The problem is that C++ doesn't support encapsulation at the binary level because the language was designed for building monolithic applications. When a C++ class author marks a data member as private, it is off-limits to client code, as you would expect. However, this encapsulation is enforced only in the syntax of the language. Any client that calls New on a class must have knowledge of the object's data layout. The client is responsible for allocating the memory in which the object will run. This means that the client must have knowledge of each data member for a class regardless of whether it is marked public, protected, or private.

These layout dependencies aren't a problem in a monolithic application because the client always recompiles against the latest version of the class. But in component-based development, this is a huge problem. The layout of a class within a DLL can't change without breaking all the clients that use it. The following C++ code shows a client and two versions of a class in a DLL.

 // In SERVER.DLL - Version 1 // Each object will require 8 bytes of memory. class CDog{ private:     double Weight; } // In CLIENT.EXE // Compiled against Version 1 of DLL // Client allocates 8 bytes for object. CDog* pDog = new CDog; // In SERVER.DLL - Version 2 // Each object will require 16 bytes of memory. // Replacing older DLL will break client. class CDog{ private:     double Weight;     double Age; } 

When the first version of the DLL is replaced in the field by the second version, a big problem arises. The client application continues to create objects that are 8 bytes in size, but each object thinks that it's 16 bytes. This is a recipe for disaster. The newer version of the object will try to access memory that it doesn't own, and the application will likely fail in strange and mysterious ways. The only way to deal with this is to rebuild all client applications whenever the object's data layout changes. This eliminates one of the biggest benefits of component-based development: the ability to modify one binary file without touching any of the others.
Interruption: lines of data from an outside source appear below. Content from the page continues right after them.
impl Shape {
    /// Gather the variable fields of an instruction into [`Operands`]
    pub fn extract(self, insn: u32) -> Operands {
        let rd = format::rd_from(insn);
        let rs2 = c_rs2(insn);
        let high = c_prime(insn, 7);
        let low = c_prime(insn, 2);
        match self {
            Self::None => Operands::None,
            Self::R => Operands::R(TypeR::from(insn)),
            Self::I => Operands::I(TypeI::from(insn)),
            Self::Shamt => Operands::I(TypeI {
                imm: ((insn >> 20) & 0x3f) as i32,
                ..TypeI::from(insn)
            }),
            Self::S => Operands::S(TypeS::from(insn)),
            Self::B => Operands::B(TypeB::from(insn)),
            Self::U => Operands::U(TypeU::from(insn)),
            Self::J => Operands::J(TypeJ::from(insn)),
            Self::CAddi4spn => i_type(low, 2, unsigned(insn, CIW)),
            Self::CLoadW => i_type(low, high, unsigned(insn, CL_W)),
            Self::CLoadD => i_type(low, high, unsigned(insn, CL_D)),
            Self::CStoreW => s_type(high, low, unsigned(insn, CL_W)),
            Self::CStoreD => s_type(high, low, unsigned(insn, CL_D)),
            Self::CAddi => i_type(rd, rd, signed(insn, CI, 5)),
            Self::CLi => i_type(rd, 0, signed(insn, CI, 5)),
            Self::CAddi16sp => i_type(2, 2, signed(insn, CI_16SP, 9)),
            Self::CLui => Operands::U(TypeU {
                rd,
                imm: signed(insn, CI_LUI, 17),
            }),
            Self::CShift => i_type(high, high, unsigned(insn, CI)),
            Self::CAndi => i_type(high, high, signed(insn, CI, 5)),
            Self::CArith => Operands::R(TypeR {
                rd: high,
                rs1: high,
                rs2: low,
            }),
            Self::CJump => Operands::J(TypeJ {
                rd: 0,
                imm: signed(insn, CJ, 11),
            }),
            Self::CJumpLink => Operands::J(TypeJ {
                rd: 1,
                imm: signed(insn, CJ, 11),
            }),
            Self::CBranch => Operands::B(TypeB {
                rs1: high,
                rs2: 0,
                imm: signed(insn, CB, 8),
            }),
            Self::CSlli => i_type(rd, rd, unsigned(insn, CI)),
            Self::CLoadSpW => i_type(rd, 2, unsigned(insn, CI_LWSP)),
            Self::CLoadSpD => i_type(rd, 2, unsigned(insn, CI_LDSP)),
            Self::CStoreSpW => s_type(2, rs2, unsigned(insn, CSS_W)),
            Self::CStoreSpD => s_type(2, rs2, unsigned(insn, CSS_D)),
            Self::CJr => i_type(0, rd, 0),
            Self::CJalr => i_type(1, rd, 0),
            Self::CMv => Operands::R(TypeR { rd, rs1: 0, rs2 }),
            Self::CAdd => Operands::R(TypeR { rd, rs1: rd, rs2 }),
            Self::CPushPop => Operands::P(TypeP::from(insn as u16)),
        }
    }

    /// Place [`Operands`] into the variable fields of an otherwise empty
    /// instruction
    ///
    /// Returns [`None`] if the kind of [`Operands`] does not fit this shape.
    /// Fields not representable in the shape are silently truncated or
    /// dropped, e.g. a compressed register outside `x8..=x15`. Callers need to
    /// verify the result by decoding it.
    pub fn insert(self, operands: &Operands) -> Option<u32> {
        let res = match (self, *operands) {
            (Self::None, Operands::None) => 0,
            (Self::R, Operands::R(r)) => r.encode(),
            (Self::I, Operands::I(i)) => i.encode(),
            (Self::Shamt, Operands::I(i)) => TypeI { imm: i.imm & 0x3f, ..i }.encode(),
            (Self::S, Operands::S(s)) => s.encode(),
            (Self::B, Operands::B(b)) => b.encode(),
            (Self::U, Operands::U(u)) => u.encode(),
            (Self::J, Operands::J(j)) => j.encode(),
            (Self::CAddi4spn, Operands::I(i)) => prime_into(i.rd, 2) | scatter(i.imm, CIW),
            (Self::CLoadW, Operands::I(i)) => {
                prime_into(i.rd, 2) | prime_into(i.rs1, 7) | scatter(i.imm, CL_W)
            }
            (Self::CLoadD, Operands::I(i)) => {
                prime_into(i.rd, 2) | prime_into(i.rs1, 7) | scatter(i.imm, CL_D)
            }
            (Self::CStoreW, Operands::S(s)) => {
                prime_into(s.rs2, 2) | prime_into(s.rs1, 7) | scatter(s.imm, CL_W)
            }
            (Self::CStoreD, Operands::S(s)) => {
                prime_into(s.rs2, 2) | prime_into(s.rs1, 7) | scatter(s.imm, CL_D)
            }
            (Self::CAddi | Self::CLi, Operands::I(i)) => full_into(i.rd, 7) | scatter(i.imm, CI),
            (Self::CAddi16sp, Operands::I(i)) => full_into(2, 7) | scatter(i.imm, CI_16SP),
            (Self::CLui, Operands::U(u)) => full_into(u.rd, 7) | scatter(u.imm, CI_LUI),
            (Self::CShift | Self::CAndi, Operands::I(i)) => {
                prime_into(i.rd, 7) | scatter(i.imm, CI)
            }
            (Self::CArith, Operands::R(r)) => prime_into(r.rd, 7) | prime_into(r.rs2, 2),
            (Self::CJump | Self::CJumpLink, Operands::J(j)) => scatter(j.imm, CJ),
            (Self::CBranch, Operands::B(b)) => prime_into(b.rs1, 7) | scatter(b.imm, CB),
            (Self::CSlli, Operands::I(i)) => full_into(i.rd, 7) | scatter(i.imm, CI),
            (Self::CLoadSpW, Operands::I(i)) => full_into(i.rd, 7) | scatter(i.imm, CI_LWSP),
            (Self::CLoadSpD, Operands::I(i)) => full_into(i.rd, 7) | scatter(i.imm, CI_LDSP),
            (Self::CStoreSpW, Operands::S(s)) => full_into(s.rs2, 2) | scatter(s.imm, CSS_W),
            (Self::CStoreSpD, Operands::S(s)) => full_into(s.rs2, 2) | scatter(s.imm, CSS_D),
            (Self::CJr | Self::CJalr, Operands::I(i)) => full_into(i.rs1, 7),
            (Self::CMv | Self::CAdd, Operands::R(r)) => full_into(r.rd, 7) | full_into(r.rs2, 2),
            (Self::CPushPop, Operands::P(p)) => p.encode().into(),
            _ => return None,
        };
        Some(res)
    }
}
How can you replace the DLL without breaking any of the client applications that use it? The object's data layout must be hidden from the client. The client must also be relieved of the responsibility of calling the C++ New operator across a binary firewall. Some other agent outside the client application must take on the responsibility of creating the object. Over the past decade, many C++ programmers have wrestled with the problems of using C++ in component-based development, and the C++ community has devised a few techniques for solving this problem.

One popular technique for solving the binary encapsulation problem is to use a handle-based approach. You can see a great example of this in Windows SDK applications and the Win32 API. The client deals with handles to objects such as windows, files, and device contexts. The client calls a global function to create an object. The client receives an integer identifier, which acts as a logical pointer to an entity such as a window object. The client communicates with the window by calling other global functions in the Win32 API and passing the handle to indicate which window to act on. The operating system responds by performing the desired operation on the window. The downside to this approach is that the client code doesn't have an object-oriented feel. Therefore, it doesn't meet one of the main requirements of COM.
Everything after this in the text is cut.